A lovely double rainbow over Fremont, CA. (photo by Ken Denmead)
A lovely double rainbow over Fremont, CA. (photo by Ken Denmead)

We’re finally getting some much-needed rain here in California, though it’s going to take a lot to start pulling us out of drought conditions. And with rain, come rainbows. I was driving my older son to bowling practice yesterday afternoon when the conditions for rainbows were suddenly perfect: showers overhead, but a break in the clouds further west where the sun was heading for the horizon. We kept looking around, trying to spot a rainbow, and we weren’t disappointed.
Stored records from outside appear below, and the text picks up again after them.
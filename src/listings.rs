//! Property listings
//!
//! Sellers publish and manage properties classified under an active category
//! and location. Search is a linear filter over the collection with optional
//! sorting, the same shape the store promises everywhere else.

use crate::store::{Id, MarketStore, Property, PublicationStatus, StoreError};
use crate::validate::{self, ValidationError};
use chrono::Utc;
use std::sync::Arc;
use thiserror::Error;

/// Errors from listing operations
#[derive(Error, Debug)]
pub enum ListingError {
    /// Category or location reference is missing or soft-deleted
    #[error("{0} reference is missing or inactive")]
    InactiveReference(&'static str),

    /// The property belongs to a different seller
    #[error("property does not belong to this seller")]
    NotOwner,

    #[error(transparent)]
    Validation(#[from] ValidationError),

    #[error(transparent)]
    Store(#[from] StoreError),
}

/// Result type alias for listing operations
pub type ListingResult<T> = Result<T, ListingError>;

/// Fields a seller supplies when creating or updating a property
#[derive(Debug, Clone)]
pub struct PropertyDraft {
    pub name: String,
    pub description: String,
    pub rooms: u8,
    pub baths: u8,
    pub price: u64,
    pub category_id: Id,
    pub location_id: Id,
}

/// Sort order for search results
#[derive(Debug, Clone, Copy, PartialEq, Eq)]
pub enum PropertySort {
    PriceAsc,
    PriceDesc,
    /// Most recently listed first (the default)
    Newest,
}

/// Declarative search filter; unset fields match everything
#[derive(Debug, Clone, Default)]
pub struct PropertyFilter {
    pub category_id: Option<Id>,
    pub location_id: Option<Id>,
    pub seller_id: Option<Id>,
    pub min_price: Option<u64>,
    pub max_price: Option<u64>,
    pub min_rooms: Option<u8>,
    pub status: Option<PublicationStatus>,
    pub sort: Option<PropertySort>,
}

/// Service over the property collection
#[derive(Clone)]
pub struct ListingService {
    store: Arc<MarketStore>,
}

impl ListingService {
    pub fn new(store: Arc<MarketStore>) -> Self {
        Self { store }
    }

    /// Create a property for a seller. The category and location must exist
    /// and be active.
    pub async fn create_property(
        &self,
        seller_id: Id,
        draft: PropertyDraft,
    ) -> ListingResult<Property> {
        self.validate_draft(&draft).await?;

        let property = self
            .store
            .properties()
            .insert(|id| Property {
                id,
                name: draft.name.trim().to_string(),
                description: draft.description.trim().to_string(),
                rooms: draft.rooms,
                baths: draft.baths,
                price: draft.price,
                category_id: draft.category_id,
                location_id: draft.location_id,
                seller_id,
                status: PublicationStatus::Published,
                active_since: Utc::now(),
            })
            .await;

        tracing::info!(
            property_id = property.id,
            seller_id,
            name = %property.name,
            "Listed property"
        );
        Ok(property)
    }

    /// Update a property the seller owns
    pub async fn update_property(
        &self,
        seller_id: Id,
        id: Id,
        draft: PropertyDraft,
    ) -> ListingResult<Property> {
        self.validate_draft(&draft).await?;
        self.owned(seller_id, id).await?;

        let updated = self
            .store
            .properties()
            .update(id, |p| {
                p.name = draft.name.trim().to_string();
                p.description = draft.description.trim().to_string();
                p.rooms = draft.rooms;
                p.baths = draft.baths;
                p.price = draft.price;
                p.category_id = draft.category_id;
                p.location_id = draft.location_id;
            })
            .await?;
        Ok(updated)
    }

    /// Change the publication status. All four states are reachable from any
    /// other; publication is not a state machine.
    pub async fn set_status(
        &self,
        seller_id: Id,
        id: Id,
        status: PublicationStatus,
    ) -> ListingResult<Property> {
        self.owned(seller_id, id).await?;
        let updated = self
            .store
            .properties()
            .update(id, |p| p.status = status)
            .await?;
        tracing::info!(property_id = id, status = %status, "Changed publication status");
        Ok(updated)
    }

    /// Remove a property; subsequent listing queries will not return it
    pub async fn delete_property(&self, seller_id: Id, id: Id) -> ListingResult<Property> {
        self.owned(seller_id, id).await?;
        let removed = self.store.properties().remove(id).await?;
        tracing::info!(property_id = id, seller_id, "Deleted property");
        Ok(removed)
    }

    pub async fn property(&self, id: Id) -> ListingResult<Property> {
        Ok(self.store.properties().get(id).await?)
    }

    /// Linear filter over the collection, then an optional sort
    pub async fn search(&self, filter: &PropertyFilter) -> Vec<Property> {
        let mut results = self
            .store
            .properties()
            .filter(|p| {
                filter.category_id.map_or(true, |c| p.category_id == c)
                    && filter.location_id.map_or(true, |l| p.location_id == l)
                    && filter.seller_id.map_or(true, |s| p.seller_id == s)
                    && filter.min_price.map_or(true, |m| p.price >= m)
                    && filter.max_price.map_or(true, |m| p.price <= m)
                    && filter.min_rooms.map_or(true, |m| p.rooms >= m)
                    && filter.status.map_or(true, |st| p.status == st)
            })
            .await;

        match filter.sort.unwrap_or(PropertySort::Newest) {
            PropertySort::PriceAsc => results.sort_by_key(|p| p.price),
            PropertySort::PriceDesc => results.sort_by(|a, b| b.price.cmp(&a.price)),
            PropertySort::Newest => results.sort_by(|a, b| b.active_since.cmp(&a.active_since)),
        }
        results
    }

    async fn validate_draft(&self, draft: &PropertyDraft) -> ListingResult<()> {
        validate::length("name", &draft.name, 3, 100)?;
        validate::length("description", &draft.description, 0, 500)?;
        validate::positive("price", draft.price)?;
        validate::positive("rooms", draft.rooms as u64)?;

        let category_ok = self
            .store
            .categories()
            .find(|c| c.id == draft.category_id && c.active)
            .await
            .is_some();
        if !category_ok {
            return Err(ListingError::InactiveReference("category"));
        }

        let location_ok = self
            .store
            .locations()
            .find(|l| l.id == draft.location_id && l.active)
            .await
            .is_some();
        if !location_ok {
            return Err(ListingError::InactiveReference("location"));
        }
        Ok(())
    }

    async fn owned(&self, seller_id: Id, id: Id) -> ListingResult<()> {
        let property = self.store.properties().get(id).await?;
        if property.seller_id != seller_id {
            return Err(ListingError::NotOwner);
        }
        Ok(())
    }
}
Indeed, as you can see above, we were treated to the mythical (well, meme-ical) double rainbow. Turns out they’re not all that uncommon, and the science is pretty cool. From Wikipedia:

Secondary rainbows are caused by a double reflection of sunlight inside the raindrops, and appear at an angle of 50–53°. As a result of the second reflection, the colours of a secondary rainbow are inverted compared to the primary bow, with blue on the outside and red on the inside. The secondary rainbow is fainter than the primary because more light escapes from two reflections compared to one and because the rainbow itself is spread over a greater area of the sky. The dark area of unlit sky lying between the primary and secondary bows is called Alexander’s band, after Alexander of Aphrodisias who first described it

I hadn’t realized the colors were inverted until I read that, but low-and-behold, you can see it in the picture. So, there you go: a beautiful sight, and a science lesson, all at once!